Someone like Vick. “I’ve done my homework on your family. I know Faradays have been inventing and manufacturing weaponry since the late seventeen hundreds, and I know Faraday Industries is currently the number-one military-grade weapons manufactory in America. Your family’s company caters its elite products and services solely to the United States—specifically to the associated armed forces and federal protection agencies.” He dared to reach out and tap the back of her hand, wanting to linger but knowing he shouldn’t. “No one bleeds red, white and blue quite like a Faraday.”

Her fingers flexed over her thigh, but she didn’t pull away. “Your point being...?”

“What was it like, pretending you were a real part of the family business, only to sneak around doing the messy behind-the-scenes work not even the U.S. government could bring itself to do?”

A fierce frown settled over her pixie-like features. “I
was
a ‘real part’ of Faraday Industries.
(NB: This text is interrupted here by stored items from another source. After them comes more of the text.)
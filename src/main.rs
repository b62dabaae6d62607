use clap::Parser;
use issuetrack::cli::Cli;
use issuetrack::run;

fn main() -> anyhow::Result<()> {
    dotenvy::dotenv().ok();

    let cli = Cli::parse();
    let config = cli.load_config()?;
    let worker_threads = config.general.worker_threads;

    let mut builder = tokio::runtime::Builder::new_multi_thread();
    builder.enable_all();

    if worker_threads > 0 {
        builder.worker_threads(worker_threads);
    }

    let runtime = builder.build()?;
    runtime.block_on(run(cli, config))
}
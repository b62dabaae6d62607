//! Moves issues between workflow statuses.
//!
//! Any status may follow any other, including itself. Each transition writes
//! the new status and one history row in a single transaction.

use super::ServiceError;
use crate::db::IssueRecord;
use crate::domain::{IssueId, OfficerId, StatusId};

#[async_trait::async_trait]
pub trait StatusTransitionService: Send + Sync {
    /// Applies the transition and returns the issue with its reporter,
    /// assignee, status and comments.
    async fn transition_status(
        &self,
        issue_id: IssueId,
        new_status_id: StatusId,
        changed_by: OfficerId,
        comment: String,
    ) -> Result<IssueRecord, ServiceError>;
}
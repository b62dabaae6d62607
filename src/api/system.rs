//! Liveness and readiness probes.

use axum::{
    Json,
    extract::State,
    http::StatusCode,
    response::{IntoResponse, Response},
};
use std::sync::Arc;

use super::{AppState, HealthLiveResponse, HealthReadinessChecks, HealthReadyResponse};

/// `GET /health`
///
/// Answers as long as the process serves requests; touches nothing else.
pub async fn health_live() -> Json<HealthLiveResponse> {
    Json(HealthLiveResponse { status: "ok" })
}

/// `GET /health/ready`
///
/// 503 until the database answers a ping.
pub async fn health_ready(State(state): State<Arc<AppState>>) -> Response {
    let database = match state.store().ping().await {
        Ok(()) => true,
        Err(e) => {
            tracing::warn!(error = %e, "Readiness check failed: database unreachable");
            false
        }
    };

    let status = if database {
        StatusCode::OK
    } else {
        StatusCode::SERVICE_UNAVAILABLE
    };

    (
        status,
        Json(HealthReadyResponse {
            ready: database,
            checks: HealthReadinessChecks { database },
        }),
    )
        .into_response()
}
use anyhow::{Context, Result};
use serde::{Deserialize, Serialize};
use std::path::{Path, PathBuf};
use tracing::{info, warn};

#[derive(Debug, Clone, Default, Serialize, Deserialize)]
#[serde(default)]
pub struct Config {
    pub general: GeneralConfig,

    pub database: DatabaseConfig,

    pub server: ServerConfig,

    pub observability: ObservabilityConfig,
}

#[derive(Debug, Clone, Serialize, Deserialize)]
#[serde(default)]
pub struct GeneralConfig {
    /// Default filter directive; `RUST_LOG` takes precedence.
    pub log_level: String,

    /// `pretty` or `json`
    pub log_format: String,

    /// Number of tokio worker threads (default: 2)
    /// Set to 0 to use the number of CPU cores
    pub worker_threads: usize,
}

impl Default for GeneralConfig {
    fn default() -> Self {
        Self {
            log_level: "info".to_string(),
            log_format: "pretty".to_string(),
            worker_threads: 2,
        }
    }
}

#[derive(Debug, Clone, Serialize, Deserialize)]
#[serde(default)]
pub struct DatabaseConfig {
    pub url: String,

    pub max_connections: u32,

    pub min_connections: u32,

    pub connect_timeout_seconds: u64,
}

impl Default for DatabaseConfig {
    fn default() -> Self {
        Self {
            url: "sqlite:data/issuetrack.db".to_string(),
            max_connections: 5,
            min_connections: 1,
            connect_timeout_seconds: 10,
        }
    }
}

#[derive(Debug, Clone, Serialize, Deserialize)]
#[serde(default)]
pub struct ServerConfig {
    pub host: String,

    pub port: u16,

    /// `*` allows any origin.
    pub cors_allowed_origins: Vec<String>,
}

impl Default for ServerConfig {
    fn default() -> Self {
        Self {
            host: "0.0.0.0".to_string(),
            port: 8080,
            cors_allowed_origins: vec!["*".to_string()],
        }
    }
}

#[derive(Debug, Clone, Serialize, Deserialize)]
#[serde(default)]
pub struct ObservabilityConfig {
    pub metrics_enabled: bool,
}

impl Default for ObservabilityConfig {
    fn default() -> Self {
        Self {
            metrics_enabled: true,
        }
    }
}

impl Config {
    /// Loads the first config file found, then applies environment overrides.
    pub fn load() -> Result<Self> {
        let mut config = Self::load_file()?;
        config.apply_env_overrides(|key| std::env::var(key).ok());
        Ok(config)
    }

    fn load_file() -> Result<Self> {
        for path in &Self::config_paths() {
            if path.exists() {
                info!("Loading config from: {}", path.display());
                return Self::load_from_path(path);
            }
        }

        info!("No config file found, using defaults");
        Ok(Self::default())
    }

    pub fn load_from_path(path: &Path) -> Result<Self> {
        let content = std::fs::read_to_string(path)
            .with_context(|| format!("Failed to read config file: {}", path.display()))?;

        let config: Self = toml::from_str(&content)
            .with_context(|| format!("Failed to parse config file: {}", path.display()))?;

        Ok(config)
    }

    pub fn save_to_path(&self, path: &Path) -> Result<()> {
        if let Some(parent) = path.parent() {
            std::fs::create_dir_all(parent)?;
        }

        let content = toml::to_string_pretty(self)?;
        std::fs::write(path, content)?;
        info!("Config saved to: {}", path.display());
        Ok(())
    }

    /// `DATABASE_URL` replaces the database url and `ISSUETRACK_PORT` the
    /// listen port. An unparsable port is ignored with a warning.
    pub fn apply_env_overrides<F>(&mut self, lookup: F)
    where
        F: Fn(&str) -> Option<String>,
    {
        if let Some(url) = lookup("DATABASE_URL").filter(|v| !v.is_empty()) {
            self.database.url = url;
        }

        if let Some(port) = lookup("ISSUETRACK_PORT") {
            match port.parse() {
                Ok(port) => self.server.port = port,
                Err(_) => warn!("Ignoring invalid ISSUETRACK_PORT value: {port}"),
            }
        }
    }

    fn config_paths() -> Vec<PathBuf> {
        let mut paths = vec![PathBuf::from("config.toml")];

        if let Some(config_dir) = dirs::config_dir() {
            paths.push(config_dir.join("issuetrack").join("config.toml"));
        }

        if let Some(home) = dirs::home_dir() {
            paths.push(home.join(".issuetrack").join("config.toml"));
        }

        paths
    }

    fn default_config_path() -> PathBuf {
        PathBuf::from("config.toml")
    }

    pub fn create_default_if_missing() -> Result<bool> {
        let path = Self::default_config_path();
        if path.exists() {
            Ok(false)
        } else {
            Self::default().save_to_path(&path)?;
            info!("Created default config file: {}", path.display());
            Ok(true)
        }
    }

    pub fn validate(&self) -> Result<()> {
        if self.database.url.is_empty() {
            anyhow::bail!("Database URL cannot be empty");
        }

        if self.server.port == 0 {
            anyhow::bail!("Server port must be > 0");
        }

        if self.database.min_connections > self.database.max_connections {
            anyhow::bail!(
                "database.min_connections ({}) cannot exceed database.max_connections ({})",
                self.database.min_connections,
                self.database.max_connections
            );
        }

        if !matches!(self.general.log_format.as_str(), "pretty" | "json") {
            anyhow::bail!(
                "general.log_format must be 'pretty' or 'json', got '{}'",
                self.general.log_format
            );
        }

        Ok(())
    }
}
I had a paycheck direct-deposited every other week. I paid my taxes, contributed to my 401k, and, yes, had an annual performance review with my boss.”

“Except your boss was your father.”

“Sometimes. But sometimes it was Casey, or Tobias, or Gillian. So what? I was an employee. An employee with a...specialized skill set.”

His curiosity was a rabid thing when it came to Beth. Surveilling her for months hadn’t yet revealed everything there was to know about her, and his obsession demanded he know all. “What was your title within the company?”

“Weapons Testing Field Specialist.”

“Quite a mouthful.”

She smirked, humor momentarily lighting her gaze. “You would know.”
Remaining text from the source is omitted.